Data for the task below:

use serde::{Deserialize, Serialize};

#[derive(Serialize, Deserialize, Debug, Clone, Copy, PartialEq, Eq, Hash, PartialOrd, Ord)]
pub enum Severity {
    Error,
    Warning,
    Info,
    Ignore,
}

impl Severity {
    pub fn parse(value: &str) -> Option<Severity> {
        match value.trim() {
            "error" => Some(Severity::Error),
            "warning" => Some(Severity::Warning),
            "info" => Some(Severity::Info),
            "ignore" => Some(Severity::Ignore),
            _ => None,
        }
    }

    pub fn as_str(&self) -> &'static str {
        match self {
            Severity::Error => "error",
            Severity::Warning => "warning",
            Severity::Info => "info",
            Severity::Ignore => "ignore",
        }
    }
}

/// Integer problem code. Values are stable: they are shared by every producer of
/// unified trees, so existing constants must never be renumbered.
#[derive(Serialize, Deserialize, Debug, Clone, Copy, PartialEq, Eq, Hash, PartialOrd, Ord)]
#[serde(transparent)]
pub struct ProblemId(pub i32);

pub mod category {
    pub const TYPE_RELATED: i32 = 0x0100_0000;
    pub const FIELD_RELATED: i32 = 0x0200_0000;
    pub const METHOD_RELATED: i32 = 0x0400_0000;
    pub const CONSTRUCTOR_RELATED: i32 = 0x0800_0000;
    pub const IMPORT_RELATED: i32 = 0x1000_0000;
    pub const INTERNAL: i32 = 0x2000_0000;
    pub const SYNTAX: i32 = 0x4000_0000;
    pub const JAVADOC: i32 = 0x8000_0000_u32 as i32;
    pub const MODULE_RELATED: i32 = 0x0080_0000;
    pub const COMPLIANCE: i32 = 0x0040_0000;
    pub const PREVIEW_RELATED: i32 = 0x0020_0000;
    pub const IGNORE_CATEGORIES_MASK: i32 = 0x00FF_FFFF;
}

macro_rules! problem_ids {
    ($($name:ident = $value:expr),* $(,)?) => {
        impl ProblemId {
            $(pub const $name: ProblemId = ProblemId($value);)*

            /// Symbolic name of a known problem id.
            pub fn name(self) -> Option<&'static str> {
                $(if self.0 == $value {
                    return Some(stringify!($name));
                })*
                None
            }
        }
    };
}

use category::*;

problem_ids! {
    IGNORED = 0,

    UNDEFINED_TYPE = TYPE_RELATED + 2,
    NOT_VISIBLE_TYPE = TYPE_RELATED + 3,
    AMBIGUOUS_TYPE = TYPE_RELATED + 4,
    TYPE_MISMATCH = TYPE_RELATED + 17,
    UNHANDLED_EXCEPTION = TYPE_RELATED + 156,
    UNHANDLED_EXCEPTION_IN_DEFAULT_CONSTRUCTOR = TYPE_RELATED + 157,
    UNHANDLED_EXCEPTION_ON_AUTO_CLOSE = TYPE_RELATED + 885,
    INVALID_CLASS_INSTANTIATION = TYPE_RELATED + 160,
    CLASS_EXTEND_FINAL_CLASS = TYPE_RELATED + 311,
    ANONYMOUS_CLASS_CANNOT_EXTEND_FINAL_CLASS = TYPE_RELATED + 307,
    PUBLIC_CLASS_MUST_MATCH_FILE_NAME = TYPE_RELATED + 325,
    ABSTRACT_METHOD_MUST_BE_IMPLEMENTED = TYPE_RELATED + 400,
    RAW_TYPE_REFERENCE = TYPE_RELATED + 658,
    MISSING_SERIAL_VERSION = TYPE_RELATED + 660,
    TYPE_MISSING_DEPRECATED_ANNOTATION = INTERNAL + TYPE_RELATED + 629,
    SHOULD_IMPLEMENT_HASHCODE = TYPE_RELATED + 659,
    INVALID_UNION_TYPE_REFERENCE_SEQUENCE = INTERNAL + TYPE_RELATED + 863,
    ILLEGAL_MODIFIER_FOR_CLASS = TYPE_RELATED + 301,
    ILLEGAL_MODIFIER_FOR_INTERFACE = TYPE_RELATED + 302,
    ILLEGAL_MODIFIER_FOR_MEMBER_CLASS = TYPE_RELATED + 303,
    ILLEGAL_MODIFIER_FOR_MEMBER_INTERFACE = TYPE_RELATED + 304,
    ILLEGAL_MODIFIER_FOR_LOCAL_CLASS = TYPE_RELATED + 305,
    ILLEGAL_MODIFIER_FOR_ENUM = TYPE_RELATED + 750,
    ILLEGAL_MODIFIER_FOR_MEMBER_ENUM = TYPE_RELATED + 752,
    ILLEGAL_MODIFIER_FOR_LOCAL_ENUM_DECLARATION = TYPE_RELATED + 1833,
    ILLEGAL_VISIBILITY_MODIFIER_COMBINATION_FOR_MEMBER_TYPE = TYPE_RELATED + 308,
    ILLEGAL_VISIBILITY_MODIFIER_FOR_INTERFACE_MEMBER_TYPE = TYPE_RELATED + 309,
    ILLEGAL_MODIFIER_COMBINATION_FINAL_ABSTRACT_FOR_CLASS = TYPE_RELATED + 310,
    RECORD_ILLEGAL_MODIFIER_FOR_RECORD = TYPE_RELATED + 1720,
    RECORD_ILLEGAL_MODIFIER_FOR_INNER_RECORD = TYPE_RELATED + 1721,
    RECORD_ILLEGAL_MODIFIER_FOR_LOCAL_RECORD = TYPE_RELATED + 1722,
    SEALED_MISSING_CLASS_MODIFIER = TYPE_RELATED + 1850,
    SEALED_SEALED_TYPE_MISSING_PERMITS = TYPE_RELATED + 1854,
    SEALED_SUPER_CLASS_DOES_NOT_PERMIT = TYPE_RELATED + 1856,
    SEALED_SUPER_INTERFACE_DOES_NOT_PERMIT = TYPE_RELATED + 1857,

    UNDEFINED_FIELD = FIELD_RELATED + 70,
    NOT_VISIBLE_FIELD = FIELD_RELATED + 71,
    FINAL_FIELD_ASSIGNMENT = FIELD_RELATED + 80,
    UNRESOLVED_VARIABLE = FIELD_RELATED + 83,
    UNDEFINED_NAME = INTERNAL + FIELD_RELATED + 50,
    INSTANCE_FIELD_DURING_CONSTRUCTOR_INVOCATION = FIELD_RELATED + 119,
    FIELD_MISSING_DEPRECATED_ANNOTATION = INTERNAL + FIELD_RELATED + 627,
    ILLEGAL_MODIFIER_FOR_FIELD = FIELD_RELATED + 340,
    ILLEGAL_MODIFIER_FOR_INTERFACE_FIELD = FIELD_RELATED + 341,
    ILLEGAL_VISIBILITY_MODIFIER_COMBINATION_FOR_FIELD = FIELD_RELATED + 342,
    ILLEGAL_MODIFIER_COMBINATION_FINAL_VOLATILE_FOR_FIELD = FIELD_RELATED + 343,

    UNDEFINED_METHOD = METHOD_RELATED + 100,
    NOT_VISIBLE_METHOD = METHOD_RELATED + 101,
    AMBIGUOUS_METHOD = METHOD_RELATED + 102,
    PARAMETER_MISMATCH = METHOD_RELATED + 115,
    NO_MESSAGE_SEND_ON_ARRAY_TYPE = METHOD_RELATED + 117,
    NON_STATIC_ACCESS_TO_STATIC_METHOD = INTERNAL + METHOD_RELATED + 118,
    MISSING_RETURN_TYPE = TYPE_RELATED + 346,
    BODY_FOR_ABSTRACT_METHOD = METHOD_RELATED + 354,
    DUPLICATE_METHOD = METHOD_RELATED + 355,
    METHOD_REQUIRES_BODY = INTERNAL + METHOD_RELATED + 390,
    METHOD_RETURNS_VOID = METHOD_RELATED + 357,
    VOID_METHOD_RETURNS_VALUE = METHOD_RELATED + 358,
    SHOULD_RETURN_VALUE = INTERNAL + METHOD_RELATED + 330,
    INCOMPATIBLE_EXCEPTION_IN_THROWS_CLAUSE = METHOD_RELATED + 408,
    INCOMPATIBLE_RETURN_TYPE = METHOD_RELATED + 411,
    FINAL_METHOD_CANNOT_BE_OVERRIDDEN = METHOD_RELATED + 405,
    CANNOT_OVERRIDE_A_STATIC_METHOD_WITH_AN_INSTANCE_METHOD = METHOD_RELATED + 406,
    UNSAFE_RAW_METHOD_INVOCATION = METHOD_RELATED + 520,
    METHOD_MISSING_DEPRECATED_ANNOTATION = INTERNAL + METHOD_RELATED + 628,
    ILLEGAL_MODIFIER_FOR_METHOD = METHOD_RELATED + 359,
    ILLEGAL_MODIFIER_FOR_INTERFACE_METHOD = METHOD_RELATED + 360,
    ILLEGAL_MODIFIER_FOR_INTERFACE_METHOD_18 = METHOD_RELATED + 1050,
    ILLEGAL_MODIFIER_FOR_INTERFACE_METHOD_9 = METHOD_RELATED + 1059,
    ILLEGAL_MODIFIER_FOR_ANNOTATION_METHOD = METHOD_RELATED + 600,
    ILLEGAL_VISIBILITY_MODIFIER_COMBINATION_FOR_METHOD = METHOD_RELATED + 361,
    ILLEGAL_MODIFIER_COMBINATION_FOR_INTERFACE_METHOD = METHOD_RELATED + 1051,
    ILLEGAL_STRICTFP_FOR_ABSTRACT_INTERFACE_METHOD = METHOD_RELATED + 362,
    UNDEFINED_ANNOTATION_MEMBER = INTERNAL + METHOD_RELATED + 614,
    MISSING_VALUE_FOR_ANNOTATION_MEMBER = INTERNAL + METHOD_RELATED + 615,
    ANNOTATION_VALUE_MUST_BE_CONSTANT = INTERNAL + 640,

    UNDEFINED_CONSTRUCTOR = CONSTRUCTOR_RELATED + 130,
    NOT_VISIBLE_CONSTRUCTOR = CONSTRUCTOR_RELATED + 131,
    UNDEFINED_CONSTRUCTOR_IN_DEFAULT_CONSTRUCTOR = CONSTRUCTOR_RELATED + 140,
    NOT_VISIBLE_CONSTRUCTOR_IN_DEFAULT_CONSTRUCTOR = CONSTRUCTOR_RELATED + 141,
    ILLEGAL_MODIFIER_FOR_CONSTRUCTOR = CONSTRUCTOR_RELATED + 143,
    ILLEGAL_MODIFIER_FOR_ENUM_CONSTRUCTOR = CONSTRUCTOR_RELATED + 144,

    CONFLICTING_IMPORT = IMPORT_RELATED + 385,
    PACKAGE_DOES_NOT_EXIST_OR_IS_EMPTY = IMPORT_RELATED + 1450,

    UNINITIALIZED_LOCAL_VARIABLE = INTERNAL + 55,
    CODE_CANNOT_BE_REACHED = INTERNAL + 161,
    UNREACHABLE_CATCH = TYPE_RELATED + METHOD_RELATED + 165,
    INVALID_CATCH_BLOCK_SEQUENCE = INTERNAL + TYPE_RELATED + 166,
    INVALID_EXPRESSION_AS_STATEMENT = INTERNAL + 167,
    VARARGS_CONFLICT = INTERNAL + 179,
    DUPLICATE_MODIFIER_FOR_ARGUMENT = INTERNAL + 180,
    ILLEGAL_MODIFIER_FOR_ARGUMENT = INTERNAL + 181,
    ILLEGAL_MODIFIERS = INTERNAL + 182,
    EMPTY_CONTROL_FLOW_STATEMENT = INTERNAL + 187,
    UNNECESSARY_CAST = INTERNAL + TYPE_RELATED + 101,
    STRICTFP_NOT_REQUIRED = INTERNAL + 186,
    NON_SERIALIZABLE_INSTANCE_FIELD = 99_999_999,

    SYNTAX = SYNTAX,
    PARSING_ERROR_INSERT_TOKEN_BEFORE = SYNTAX + INTERNAL + 231,
    PARSING_ERROR_INSERT_TOKEN_AFTER = SYNTAX + INTERNAL + 232,
    PARSING_ERROR_INSERT_TO_COMPLETE = SYNTAX + INTERNAL + 240,
    PARSING_ERROR_UNEXPECTED_EOF = SYNTAX + INTERNAL + 210,
    INVALID_CHARACTER_CONSTANT = SYNTAX + INTERNAL + 252,
    INVALID_FLOAT = SYNTAX + INTERNAL + 254,
    UNTERMINATED_STRING = SYNTAX + INTERNAL + 258,
    UNTERMINATED_COMMENT = SYNTAX + INTERNAL + 259,

    JAVADOC_UNEXPECTED_TAG = JAVADOC + INTERNAL + 470,
    JAVADOC_MISSING_PARAM_TAG = JAVADOC + INTERNAL + 471,
    JAVADOC_MISSING_IDENTIFIER = JAVADOC + INTERNAL + 472,
    JAVADOC_DUPLICATE_PARAM_NAME = JAVADOC + INTERNAL + 473,
    JAVADOC_INVALID_PARAM_NAME = JAVADOC + INTERNAL + 474,
    JAVADOC_MISSING_RETURN_TAG = JAVADOC + INTERNAL + 475,
    JAVADOC_MISSING_THROWS_TAG = JAVADOC + INTERNAL + 477,
    JAVADOC_INVALID_THROWS_CLASS_NAME = JAVADOC + INTERNAL + 481,
    JAVADOC_UNTERMINATED_INLINE_TAG = JAVADOC + INTERNAL + 492,
    JAVADOC_UNEXPECTED_TEXT = JAVADOC + INTERNAL + 518,
}

impl ProblemId {
    pub fn is_ignored(self) -> bool {
        self.0 == 0
    }

    pub fn has_category(self, category: i32) -> bool {
        self.0 & category != 0
    }

    pub fn is_javadoc(self) -> bool {
        self.0 & category::JAVADOC != 0
    }
}

impl std::fmt::Display for ProblemId {
    fn fmt(&self, f: &mut std::fmt::Formatter<'_>) -> std::fmt::Result {
        match self.name() {
            Some(name) => write!(f, "{name}({})", self.0),
            None => write!(f, "{}", self.0),
        }
    }
}

/// A converted compiler diagnostic. Created once and never mutated afterwards.
#[derive(Serialize, Deserialize, Debug, Clone, PartialEq, Eq)]
pub struct Problem {
    pub original_file: String,
    pub message: String,
    /// Code string reported by the producing compiler.
    pub foreign_code: String,
    pub id: ProblemId,
    pub arguments: Vec<String>,
    pub severity: Severity,
    pub source_start: i32,
    /// Inclusive end offset.
    pub source_end: i32,
    pub line: i32,
    pub column: i32,
}

impl Problem {
    pub fn is_error(&self) -> bool {
        self.severity == Severity::Error
    }

    pub fn is_warning(&self) -> bool {
        self.severity == Severity::Warning
    }
}

#[cfg(test)]
mod tests {
    use super::*;

    #[test]
    fn test_problem_id_names() {
        assert_eq!(ProblemId::UNDEFINED_TYPE.name(), Some("UNDEFINED_TYPE"));
        assert_eq!(ProblemId(12345).name(), None);
        assert!(ProblemId::IGNORED.is_ignored());
        assert!(ProblemId::JAVADOC_MISSING_PARAM_TAG.is_javadoc());
        assert!(ProblemId::UNDEFINED_METHOD.has_category(category::METHOD_RELATED));
    }
}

End of Data for the task.

- [Work required]: Write out each line of the data that holds the string "compiler".

- [Task response]:
/// A converted compiler diagnostic. Created once and never mutated afterwards.
    /// Code string reported by the producing compiler.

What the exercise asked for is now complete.